Des affirmations, en partie démenties par Charlotte Libert-Albanel : « Les présidentes de l’association étaient parfaitement au courant que cela pouvait s’arrêter. Et ce jour est arrivé. C’est l’occasion de sortir de cette privatisation. Je les invite également à venir voir les conditions de pratique de nos sportifs, et pourquoi ils perdent des matchs sur tapis vert parce que le sol est trempé et qu’on doit mettre des bassines un peu partout par terre. »

Mais la Maire de Vincennes réfute également la manipulation dont elle est accusée : « Elles omettent de dire qu’on a travaillé de concert avec elles, en organisant une quinzaine de réunions sur le déménagement et la manière dont les choses allaient se passer. » Pour prouver sa bonne foi, la Maire avance également avoir proposé 200 m2 à dessein pédagogique dans le futur jardin de remplacement et quelques autres lieux dans la ville : « Nous avons racheté cinq parcelles pour six millions d’euros pour que quelques adhérents puissent reprendre du foncier. L’effort est conséquent. Des terres pleines, plus agréables alors qu’actuellement, elles font de l’agriculture en pots. »

« On nous a proposé 100 m2, répond Sonia Mare-Houssier, façon confettis. Un peu ici, un peu là, de quoi annihiler toute gestion globale et l’esprit des Jardins. De plus, ils se trouvent dans des espaces publics ouverts qu’on ne peut sanctuariser. Le moindre promeneur va se servir dans les plans ! »

« Une grande partie de notre travail est perdue »

Si l’avenir des Jardins suspendus reste incertain, leur délocalisation est déjà actée puisque de nombreux plants ont été déracinés dans l’espoir d’être sauvés, et pour être relogés chez des membres, amis et autres volontaires en attendant de trouver un nouveau havre pour pousser : « Mais une grande partie de notre travail est perdue », regrette Sandy Constant.



Le Collectif Pompidou Vincennes a lancé une pétition pour demander à rouvrir les discussions sur le projet et la préservation de Jardins suspendus.

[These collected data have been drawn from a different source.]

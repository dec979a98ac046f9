//! Rarity of the crashed files a suspect touched.
//!
//! A change to a file that few documents mention is stronger evidence than a
//! change to a file everybody touches.

use super::touch_crashed_file::CrashedFileMatcher;
use super::{log_regress_normalize, Feature, FeatureValue, PreparedFeature};
use crate::collaborators::InvertedIndex;
use crate::matcher::CrashMatches;
use crate::model::{CrashReport, Suspect};
use log::warn;
use std::sync::Arc;

pub const FILE_PATH_IDF: &str = "FilePathIdf";

/// `ln(total_docs / (1 + docs_containing_keyword))`
pub fn compute_idf(n_of_doc: u64, total_docs: u64) -> f64 {
    (total_docs as f64 / (1.0 + n_of_doc as f64)).ln()
}

/// Maximum IDF over matched touched files, squashed through a logistic
pub struct FilePathIdfFeature {
    inverted_index: Option<Arc<dyn InvertedIndex>>,
    match_renamed_old_path: bool,
}

impl FilePathIdfFeature {
    pub fn new(
        inverted_index: Option<Arc<dyn InvertedIndex>>,
        match_renamed_old_path: bool,
    ) -> Self {
        Self {
            inverted_index,
            match_renamed_old_path,
        }
    }
}

impl Feature for FilePathIdfFeature {
    fn name(&self) -> &str {
        FILE_PATH_IDF
    }

    fn prepare<'r>(&'r self, report: &'r CrashReport) -> Box<dyn PreparedFeature + 'r> {
        let total_docs = match self.inverted_index.as_deref() {
            Some(index) => index.get_root().filter(|total| *total > 0),
            None => None,
        };
        if total_docs.is_none() {
            warn!("No document corpus available, {} carries no signal", FILE_PATH_IDF);
        }

        Box::new(PreparedFilePathIdf {
            matcher: CrashedFileMatcher::new(report, self.match_renamed_old_path),
            inverted_index: self.inverted_index.as_deref(),
            total_docs,
        })
    }
}

struct PreparedFilePathIdf<'r> {
    matcher: CrashedFileMatcher<'r>,
    inverted_index: Option<&'r dyn InvertedIndex>,
    total_docs: Option<u64>,
}

impl PreparedFeature for PreparedFilePathIdf<'_> {
    fn score(&self, suspect: &Suspect, matches: Option<&CrashMatches>) -> FeatureValue {
        let matches = self.matcher.resolve(suspect, matches);
        if matches.is_empty() {
            return FeatureValue::new(FILE_PATH_IDF, 0.0);
        }

        let (Some(index), Some(total_docs)) = (self.inverted_index, self.total_docs) else {
            return FeatureValue::zero(FILE_PATH_IDF).with_reason("No document corpus available");
        };

        let max_idf = matches
            .values()
            .flat_map(|crash_match| crash_match.touched_files.iter())
            .map(|touched| compute_idf(index.get(touched.path()).unwrap_or(0), total_docs))
            .fold(f64::NEG_INFINITY, f64::max);

        FeatureValue::new(FILE_PATH_IDF, log_regress_normalize(max_idf).ln())
            .with_reason(format!("Maximum IDF of touched crashed files is {:.2}", max_idf))
    }
}

#[cfg(test)]
mod tests {
    use super::*;

    #[test]
    fn test_compute_idf() {
        assert_eq!(compute_idf(0, 1), 0.0);
        assert!((compute_idf(9, 100) - 10f64.ln()).abs() < 1e-12);
        assert!(compute_idf(200, 100) < 0.0);
    }
}
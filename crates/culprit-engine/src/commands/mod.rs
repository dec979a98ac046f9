//! CLI command implementations.
//!
//! Each command is implemented in its own module.
//! Commands wire the in-memory collaborators to the engine and handle I/O.

pub mod analyze;
pub mod models;
pub mod utils;

// Re-export main command functions
pub use analyze::{build_collaborators, execute_analyze, run_analysis, validate_args};
pub use models::AnalyzeArgs;
pub use utils::{display_schema, display_version, validate_config_file, validate_input_file};
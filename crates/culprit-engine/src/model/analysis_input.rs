//! Self-contained input of an offline analysis run.
//!
//! Bundles the crash, the suspects and everything the in-memory
//! collaborators need, so a run can be replayed from a single JSON file.

use super::suspect::Suspect;
use crate::collaborators::{Blame, InMemoryInvertedIndex};
use crate::dependency::{Dependency, DependencyRoll};
use crate::stacktrace::Stacktrace;
use serde::{Deserialize, Serialize};
use std::collections::BTreeMap;

#[derive(Debug, Clone, PartialEq, Serialize, Deserialize)]
#[serde(deny_unknown_fields)]
pub struct AnalysisInput {
    pub crashed_version: String,

    #[serde(default)]
    pub signature: String,

    #[serde(default)]
    pub platform: String,

    pub stacktrace: Stacktrace,

    /// `[last good, first bad]`
    #[serde(default)]
    pub regression_range: Option<(String, String)>,

    /// Every dependency pinned at `crashed_version`
    #[serde(default)]
    pub dependencies: BTreeMap<String, Dependency>,

    /// Every roll within `regression_range`
    #[serde(default)]
    pub dependency_rolls: BTreeMap<String, DependencyRoll>,

    #[serde(default)]
    pub suspects: Vec<Suspect>,

    #[serde(default)]
    pub inverted_index: Option<InMemoryInvertedIndex>,

    /// Ignore-list text served at the configured ignore-list location
    #[serde(default)]
    pub ignore_list: Option<String>,

    #[serde(default)]
    pub blames: Vec<Blame>,
}
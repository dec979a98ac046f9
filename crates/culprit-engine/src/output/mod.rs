//! Output writers for culprit reports.
//!
//! This module handles:
//! - JSON culprit reports (and reading analysis input)
//! - Text summaries for the terminal

pub mod json;
pub mod summary;

// Re-export main functions
pub use json::{read_analysis_input, read_culprit_report, write_culprit, CulpritReport};
pub use summary::render_terminal_summary;

use crate::utils::error::OutputError;
use std::path::Path;

/// Common path validation for output files
pub fn validate_path(path: &Path) -> Result<(), OutputError> {
    if path.as_os_str().is_empty() {
        return Err(OutputError::InvalidPath("Path is empty".to_string()));
    }

    if path.exists() && path.is_dir() {
        return Err(OutputError::InvalidPath(format!(
            "Path is a directory: {}",
            path.display()
        )));
    }

    Ok(())
}
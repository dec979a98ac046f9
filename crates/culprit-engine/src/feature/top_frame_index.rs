//! How close to the top of the stack the suspect's crashed file appears.

use super::touch_crashed_file::CrashedFileMatcher;
use super::{log_linearly_scaled, Feature, FeatureValue, PreparedFeature};
use crate::matcher::CrashMatches;
use crate::model::{CrashReport, Suspect};

pub const TOP_FRAME_INDEX: &str = "TopFrameIndex";

/// Default frame index at and beyond which the signal vanishes
pub const DEFAULT_MAX_FRAME_INDEX: f64 = 7.0;

/// Index of the topmost matched frame, scaled against `max_frame_index`
pub struct TopFrameIndexFeature {
    max_frame_index: f64,
    match_renamed_old_path: bool,
}

impl TopFrameIndexFeature {
    pub fn new(max_frame_index: f64, match_renamed_old_path: bool) -> Self {
        Self {
            max_frame_index,
            match_renamed_old_path,
        }
    }
}

impl Feature for TopFrameIndexFeature {
    fn name(&self) -> &str {
        TOP_FRAME_INDEX
    }

    fn prepare<'r>(&'r self, report: &'r CrashReport) -> Box<dyn PreparedFeature + 'r> {
        Box::new(PreparedTopFrameIndex {
            matcher: CrashedFileMatcher::new(report, self.match_renamed_old_path),
            max_frame_index: self.max_frame_index,
        })
    }
}

struct PreparedTopFrameIndex<'r> {
    matcher: CrashedFileMatcher<'r>,
    max_frame_index: f64,
}

impl PreparedFeature for PreparedTopFrameIndex<'_> {
    fn score(&self, suspect: &Suspect, matches: Option<&CrashMatches>) -> FeatureValue {
        let matches = self.matcher.resolve(suspect, matches);

        let top_frame_index = matches
            .values()
            .flat_map(|crash_match| crash_match.frame_infos.iter())
            .map(|frame_info| frame_info.frame.index)
            .min();

        match top_frame_index {
            Some(index) => FeatureValue::new(
                TOP_FRAME_INDEX,
                log_linearly_scaled(f64::from(index), self.max_frame_index),
            )
            .with_reason(format!("Top frame is #{}", index)),
            None => FeatureValue::zero(TOP_FRAME_INDEX),
        }
    }
}
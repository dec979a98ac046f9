//! Changelog records of candidate changelists.

use chrono::{DateTime, Utc};
use serde::{Deserialize, Serialize};

/// How a changelist touched a file
#[derive(Debug, Clone, Copy, PartialEq, Eq, Hash, Serialize, Deserialize)]
#[serde(rename_all = "lowercase")]
pub enum ChangeType {
    Add,
    Delete,
    Modify,
    Rename,
    Copy,
}

/// A single touched-file record
#[derive(Debug, Clone, PartialEq, Eq, Serialize, Deserialize)]
#[serde(deny_unknown_fields)]
pub struct FileChangeInfo {
    pub change_type: ChangeType,

    #[serde(default)]
    pub old_path: Option<String>,

    #[serde(default)]
    pub new_path: Option<String>,
}

impl FileChangeInfo {
    pub fn modify(path: impl Into<String>) -> Self {
        let path = path.into();
        Self {
            change_type: ChangeType::Modify,
            old_path: Some(path.clone()),
            new_path: Some(path),
        }
    }

    pub fn add(path: impl Into<String>) -> Self {
        Self {
            change_type: ChangeType::Add,
            old_path: None,
            new_path: Some(path.into()),
        }
    }

    pub fn delete(path: impl Into<String>) -> Self {
        Self {
            change_type: ChangeType::Delete,
            old_path: Some(path.into()),
            new_path: None,
        }
    }

    pub fn rename(old_path: impl Into<String>, new_path: impl Into<String>) -> Self {
        Self {
            change_type: ChangeType::Rename,
            old_path: Some(old_path.into()),
            new_path: Some(new_path.into()),
        }
    }

    pub fn copy(old_path: impl Into<String>, new_path: impl Into<String>) -> Self {
        Self {
            change_type: ChangeType::Copy,
            old_path: Some(old_path.into()),
            new_path: Some(new_path.into()),
        }
    }

    /// The path the file lives at after the change (old path for deletions)
    pub fn path(&self) -> &str {
        match self.change_type {
            ChangeType::Delete => self.old_path.as_deref().unwrap_or(""),
            _ => self
                .new_path
                .as_deref()
                .or(self.old_path.as_deref())
                .unwrap_or(""),
        }
    }

    pub fn is_delete(&self) -> bool {
        self.change_type == ChangeType::Delete
    }
}

/// Author or committer of a changelist
#[derive(Debug, Clone, PartialEq, Eq, Serialize, Deserialize)]
#[serde(deny_unknown_fields)]
pub struct Contributor {
    pub name: String,
    pub email: String,
    pub time: DateTime<Utc>,
}

impl Contributor {
    pub fn new(name: impl Into<String>, email: impl Into<String>, time: DateTime<Utc>) -> Self {
        Self {
            name: name.into(),
            email: email.into(),
            time,
        }
    }
}

/// A changelist as reported by source control
#[derive(Debug, Clone, PartialEq, Eq, Serialize, Deserialize)]
#[serde(deny_unknown_fields)]
pub struct ChangeLog {
    pub author: Contributor,
    pub committer: Contributor,
    pub revision: String,

    #[serde(default)]
    pub commit_position: Option<u64>,

    #[serde(default)]
    pub message: String,

    #[serde(default)]
    pub touched_files: Vec<FileChangeInfo>,

    pub commit_url: String,

    #[serde(default)]
    pub code_review_url: Option<String>,

    #[serde(default)]
    pub reverted_revision: Option<String>,
}

impl ChangeLog {
    /// Author time formatted the way culprit reports show it
    pub fn author_time_string(&self) -> String {
        self.author.time.format("%a %b %d %H:%M:%S %Y").to_string()
    }
}

#[cfg(test)]
mod tests {
    use super::*;
    use chrono::TimeZone;

    #[test]
    fn test_factories() {
        assert_eq!(FileChangeInfo::modify("a.cc").path(), "a.cc");
        assert_eq!(FileChangeInfo::add("b.cc").old_path, None);
        assert_eq!(FileChangeInfo::delete("c.cc").path(), "c.cc");
        assert!(FileChangeInfo::delete("c.cc").is_delete());

        let renamed = FileChangeInfo::rename("old.cc", "new.cc");
        assert_eq!(renamed.path(), "new.cc");
        assert_eq!(renamed.old_path.as_deref(), Some("old.cc"));
    }

    #[test]
    fn test_changelog_rejects_unknown_fields() {
        let json = r#"{
            "author": {"name": "a", "email": "a@x.org", "time": "2016-03-31T21:24:43Z"},
            "committer": {"name": "a", "email": "a@x.org", "time": "2016-03-31T21:28:39Z"},
            "revision": "1",
            "commit_url": "https://repo/+/1",
            "surprise": true
        }"#;
        assert!(serde_json::from_str::<ChangeLog>(json).is_err());
    }

    #[test]
    fn test_author_time_string() {
        let time = Utc.with_ymd_and_hms(2016, 3, 31, 21, 24, 43).unwrap();
        let changelog = ChangeLog {
            author: Contributor::new("a", "a@x.org", time),
            committer: Contributor::new("a", "a@x.org", time),
            revision: "1".to_string(),
            commit_position: None,
            message: String::new(),
            touched_files: vec![],
            commit_url: "https://repo/+/1".to_string(),
            code_review_url: None,
            reverted_revision: None,
        };
        assert_eq!(changelog.author_time_string(), "Thu Mar 31 21:24:43 2016");
    }
}
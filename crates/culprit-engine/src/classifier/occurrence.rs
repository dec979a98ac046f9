//! Occurrence counting shared by the classifiers.

use std::cmp::Reverse;
use std::collections::BTreeMap;

/// Positions at which a class name occurred among the candidates
#[derive(Debug, Clone, PartialEq, Eq)]
pub struct Occurrence {
    pub name: String,
    pub indices: Vec<usize>,
}

impl Occurrence {
    pub fn count(&self) -> usize {
        self.indices.len()
    }

    pub fn first_index(&self) -> usize {
        self.indices.first().copied().unwrap_or(usize::MAX)
    }
}

/// Most frequent first, earliest first among equals
pub fn default_rank(occurrence: &Occurrence) -> (Reverse<usize>, usize) {
    (Reverse(occurrence.count()), occurrence.first_index())
}

/// Rank class names by `rank_fn` and keep the best `top_n`
///
/// `None` candidates keep their position but are not counted.
pub fn rank_by_occurrence<K, F>(names: &[Option<String>], top_n: usize, rank_fn: F) -> Vec<String>
where
    K: Ord,
    F: Fn(&Occurrence) -> K,
{
    let mut occurrences: BTreeMap<&str, Occurrence> = BTreeMap::new();
    for (index, name) in names.iter().enumerate() {
        let Some(name) = name.as_deref() else {
            continue;
        };
        occurrences
            .entry(name)
            .or_insert_with(|| Occurrence {
                name: name.to_string(),
                indices: Vec::new(),
            })
            .indices
            .push(index);
    }

    let mut ranked: Vec<Occurrence> = occurrences.into_values().collect();
    ranked.sort_by_key(|occurrence| rank_fn(occurrence));
    ranked
        .into_iter()
        .take(top_n)
        .map(|occurrence| occurrence.name)
        .collect()
}

#[cfg(test)]
mod tests {
    use super::*;

    fn names(values: &[Option<&str>]) -> Vec<Option<String>> {
        values.iter().map(|v| v.map(str::to_string)).collect()
    }

    #[test]
    fn test_most_frequent_first() {
        let ranked = rank_by_occurrence(
            &names(&[Some("a"), Some("b"), Some("b"), None, Some("c")]),
            2,
            default_rank,
        );
        assert_eq!(ranked, vec!["b", "a"]);
    }

    #[test]
    fn test_ties_broken_by_first_index() {
        let ranked = rank_by_occurrence(&names(&[Some("z"), Some("a")]), 5, default_rank);
        assert_eq!(ranked, vec!["z", "a"]);
    }

    #[test]
    fn test_empty_input() {
        assert!(rank_by_occurrence(&names(&[None, None]), 3, default_rank).is_empty());
    }
}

Parmi les 326 signataires (au 16 juin), Nathalie*, institutrice d’une école ayant bénéficié des ateliers des Jardins suspendus regrette déjà ces projets disparus : « Nous avions travaillé la saisonnalité et les plantations avec les élèves, comment entretenir, désherber, s’occuper d’un jardin. Notre cour a été transformée sur le principe des jardins ouvriers. Ce n’est pas pareil de le faire sur place ou de le faire en classe. Les intervenantes tenaient leur rôle pédagogique. C’est vraiment dommage, surtout en cette période de réchauffement climatique de ne pas pouvoir poursuivre. »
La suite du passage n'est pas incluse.